:: Provided records ::

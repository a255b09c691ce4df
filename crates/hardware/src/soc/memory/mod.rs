//! Physical RAM regions.
//!
//! This module implements the read/write memory devices of the machine. It provides:
//! 1. **Buffer:** Lazily allocated backing storage (`DramBuffer`).
//! 2. **Memory:** Device implementation that maps a buffer at a physical base address.
//!
//! Both the LBWIF RAM window and the main DTIM RAM are `Memory` regions.

/// RAM buffer implementation (mmap or `Vec`) for raw byte storage.
pub mod buffer;

use tracing::warn;

use self::buffer::DramBuffer;
use crate::common::RealizeError;
use crate::soc::devices::Device;

/// A RAM region.
pub struct Memory {
    /// Region name.
    name: String,
    /// Backing storage.
    buffer: DramBuffer,
    /// The base physical address where this memory is mapped.
    base_addr: u64,
}

impl Memory {
    /// Creates a region from an existing buffer.
    ///
    /// # Arguments
    ///
    /// * `name` - Region name in the address space.
    /// * `buffer` - Backing storage; its length is the region size.
    /// * `base_addr` - Starting physical address.
    pub fn new(name: impl Into<String>, buffer: DramBuffer, base_addr: u64) -> Self {
        Self {
            name: name.into(),
            buffer,
            base_addr,
        }
    }

    /// Allocates a zero-filled region of `size` bytes.
    ///
    /// # Errors
    ///
    /// `RealizeError::Allocation` if `size` does not fit the host or cannot be mapped.
    pub fn allocate(
        name: impl Into<String>,
        base_addr: u64,
        size: u64,
    ) -> Result<Self, RealizeError> {
        let name = name.into();
        let buffer = usize::try_from(size)
            .ok()
            .and_then(|len| DramBuffer::new(len).ok())
            .ok_or_else(|| RealizeError::Allocation {
                name: name.clone(),
                size,
            })?;
        Ok(Self::new(name, buffer, base_addr))
    }

    /// Loads a byte slice into memory at a specific offset.
    ///
    /// # Arguments
    ///
    /// * `data` - The data to write.
    /// * `offset` - The byte offset relative to the memory base address.
    ///
    /// # Returns
    ///
    /// `false` (with nothing written) if the slice does not fit.
    pub fn load(&mut self, data: &[u8], offset: usize) -> bool {
        self.buffer.write_slice(offset, data)
    }

    /// Returns `len` bytes at `offset`, or `None` if out of range.
    pub fn read_bytes(&self, offset: usize, len: usize) -> Option<&[u8]> {
        self.buffer.read_slice(offset, len)
    }

    fn read_le<const N: usize>(&self, offset: u64) -> [u8; N] {
        usize::try_from(offset)
            .ok()
            .and_then(|i| self.buffer.read_slice(i, N))
            .and_then(|s| s.try_into().ok())
            .unwrap_or([0; N])
    }

    fn write_le(&mut self, offset: u64, bytes: &[u8]) {
        let written = usize::try_from(offset)
            .ok()
            .is_some_and(|i| self.buffer.write_slice(i, bytes));
        if !written {
            warn!(
                region = %self.name,
                offset = format_args!("{offset:#x}"),
                len = bytes.len(),
                "dropped out-of-range RAM write"
            );
        }
    }
}

impl Device for Memory {
    /// Returns the device name.
    fn name(&self) -> &str {
        &self.name
    }

    /// Returns the address range (Base, Size).
    fn address_range(&self) -> (u64, u64) {
        (self.base_addr, self.buffer.len() as u64)
    }

    /// Reads a byte from memory.
    fn read_u8(&mut self, offset: u64) -> u8 {
        self.read_le::<1>(offset)[0]
    }

    /// Reads a half-word (16-bit) from memory (Little Endian).
    fn read_u16(&mut self, offset: u64) -> u16 {
        u16::from_le_bytes(self.read_le(offset))
    }

    /// Reads a word (32-bit) from memory (Little Endian).
    fn read_u32(&mut self, offset: u64) -> u32 {
        u32::from_le_bytes(self.read_le(offset))
    }

    /// Reads a double-word (64-bit) from memory (Little Endian).
    fn read_u64(&mut self, offset: u64) -> u64 {
        u64::from_le_bytes(self.read_le(offset))
    }

    /// Writes a byte to memory.
    fn write_u8(&mut self, offset: u64, val: u8) {
        self.write_le(offset, &[val]);
    }

    /// Writes a half-word to memory (Little Endian).
    fn write_u16(&mut self, offset: u64, val: u16) {
        self.write_le(offset, &val.to_le_bytes());
    }

    /// Writes a word to memory (Little Endian).
    fn write_u32(&mut self, offset: u64, val: u32) {
        self.write_le(offset, &val.to_le_bytes());
    }

    /// Writes a double-word to memory (Little Endian).
    fn write_u64(&mut self, offset: u64, val: u64) {
        self.write_le(offset, &val.to_le_bytes());
    }

    /// Writes a slice of bytes to memory.
    fn write_bytes(&mut self, offset: u64, data: &[u8]) {
        self.write_le(offset, data);
    }

    /// Zeroes a range; whole pages are released back to the host instead of written.
    fn fill_zero(&mut self, offset: u64, len: u64) {
        let cleared = usize::try_from(offset)
            .ok()
            .zip(usize::try_from(len).ok())
            .is_some_and(|(offset, len)| self.buffer.zero_range(offset, len));
        if !cleared {
            warn!(
                region = %self.name,
                offset = format_args!("{offset:#x}"),
                len,
                "dropped out-of-range RAM fill"
            );
        }
    }
}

:::

Requirement:
Write the data out again. Match it exactly.

Solution to this task:
repository a255b09c691ce4df
filename crates/hardware/src/soc/memory/mod.rs
//! Physical RAM regions.
//!
//! This module implements the read/write memory devices of the machine. It provides:
//! 1. **Buffer:** Lazily allocated backing storage (`DramBuffer`).
//! 2. **Memory:** Device implementation that maps a buffer at a physical base address.
//!
//! Both the LBWIF RAM window and the main DTIM RAM are `Memory` regions.

/// RAM buffer implementation (mmap or `Vec`) for raw byte storage.
pub mod buffer;

use tracing::warn;

use self::buffer::DramBuffer;
use crate::common::RealizeError;
use crate::soc::devices::Device;

/// A RAM region.
pub struct Memory {
    /// Region name.
    name: String,
    /// Backing storage.
    buffer: DramBuffer,
    /// The base physical address where this memory is mapped.
    base_addr: u64,
}

impl Memory {
    /// Creates a region from an existing buffer.
    ///
    /// # Arguments
    ///
    /// * `name` - Region name in the address space.
    /// * `buffer` - Backing storage; its length is the region size.
    /// * `base_addr` - Starting physical address.
    pub fn new(name: impl Into<String>, buffer: DramBuffer, base_addr: u64) -> Self {
        Self {
            name: name.into(),
            buffer,
            base_addr,
        }
    }

    /// Allocates a zero-filled region of `size` bytes.
    ///
    /// # Errors
    ///
    /// `RealizeError::Allocation` if `size` does not fit the host or cannot be mapped.
    pub fn allocate(
        name: impl Into<String>,
        base_addr: u64,
        size: u64,
    ) -> Result<Self, RealizeError> {
        let name = name.into();
        let buffer = usize::try_from(size)
            .ok()
            .and_then(|len| DramBuffer::new(len).ok())
            .ok_or_else(|| RealizeError::Allocation {
                name: name.clone(),
                size,
            })?;
        Ok(Self::new(name, buffer, base_addr))
    }

    /// Loads a byte slice into memory at a specific offset.
    ///
    /// # Arguments
    ///
    /// * `data` - The data to write.
    /// * `offset` - The byte offset relative to the memory base address.
    ///
    /// # Returns
    ///
    /// `false` (with nothing written) if the slice does not fit.
    pub fn load(&mut self, data: &[u8], offset: usize) -> bool {
        self.buffer.write_slice(offset, data)
    }

    /// Returns `len` bytes at `offset`, or `None` if out of range.
    pub fn read_bytes(&self, offset: usize, len: usize) -> Option<&[u8]> {
        self.buffer.read_slice(offset, len)
    }

    fn read_le<const N: usize>(&self, offset: u64) -> [u8; N] {
        usize::try_from(offset)
            .ok()
            .and_then(|i| self.buffer.read_slice(i, N))
            .and_then(|s| s.try_into().ok())
            .unwrap_or([0; N])
    }

    fn write_le(&mut self, offset: u64, bytes: &[u8]) {
        let written = usize::try_from(offset)
            .ok()
            .is_some_and(|i| self.buffer.write_slice(i, bytes));
        if !written {
            warn!(
                region = %self.name,
                offset = format_args!("{offset:#x}"),
                len = bytes.len(),
                "dropped out-of-range RAM write"
            );
        }
    }
}

impl Device for Memory {
    /// Returns the device name.
    fn name(&self) -> &str {
        &self.name
    }

    /// Returns the address range (Base, Size).
    fn address_range(&self) -> (u64, u64) {
        (self.base_addr, self.buffer.len() as u64)
    }

    /// Reads a byte from memory.
    fn read_u8(&mut self, offset: u64) -> u8 {
        self.read_le::<1>(offset)[0]
    }

    /// Reads a half-word (16-bit) from memory (Little Endian).
    fn read_u16(&mut self, offset: u64) -> u16 {
        u16::from_le_bytes(self.read_le(offset))
    }

    /// Reads a word (32-bit) from memory (Little Endian).
    fn read_u32(&mut self, offset: u64) -> u32 {
        u32::from_le_bytes(self.read_le(offset))
    }

    /// Reads a double-word (64-bit) from memory (Little Endian).
    fn read_u64(&mut self, offset: u64) -> u64 {
        u64::from_le_bytes(self.read_le(offset))
    }

    /// Writes a byte to memory.
    fn write_u8(&mut self, offset: u64, val: u8) {
        self.write_le(offset, &[val]);
    }

    /// Writes a half-word to memory (Little Endian).
    fn write_u16(&mut self, offset: u64, val: u16) {
        self.write_le(offset, &val.to_le_bytes());
    }

    /// Writes a word to memory (Little Endian).
    fn write_u32(&mut self, offset: u64, val: u32) {
        self.write_le(offset, &val.to_le_bytes());
    }

    /// Writes a double-word to memory (Little Endian).
    fn write_u64(&mut self, offset: u64, val: u64) {
        self.write_le(offset, &val.to_le_bytes());
    }

    /// Writes a slice of bytes to memory.
    fn write_bytes(&mut self, offset: u64, data: &[u8]) {
        self.write_le(offset, data);
    }

    /// Zeroes a range; whole pages are released back to the host instead of written.
    fn fill_zero(&mut self, offset: u64, len: u64) {
        let cleared = usize::try_from(offset)
            .ok()
            .zip(usize::try_from(len).ok())
            .is_some_and(|(offset, len)| self.buffer.zero_range(offset, len));
        if !cleared {
            warn!(
                region = %self.name,
                offset = format_args!("{offset:#x}"),
                len,
                "dropped out-of-range RAM fill"
            );
        }
    }
}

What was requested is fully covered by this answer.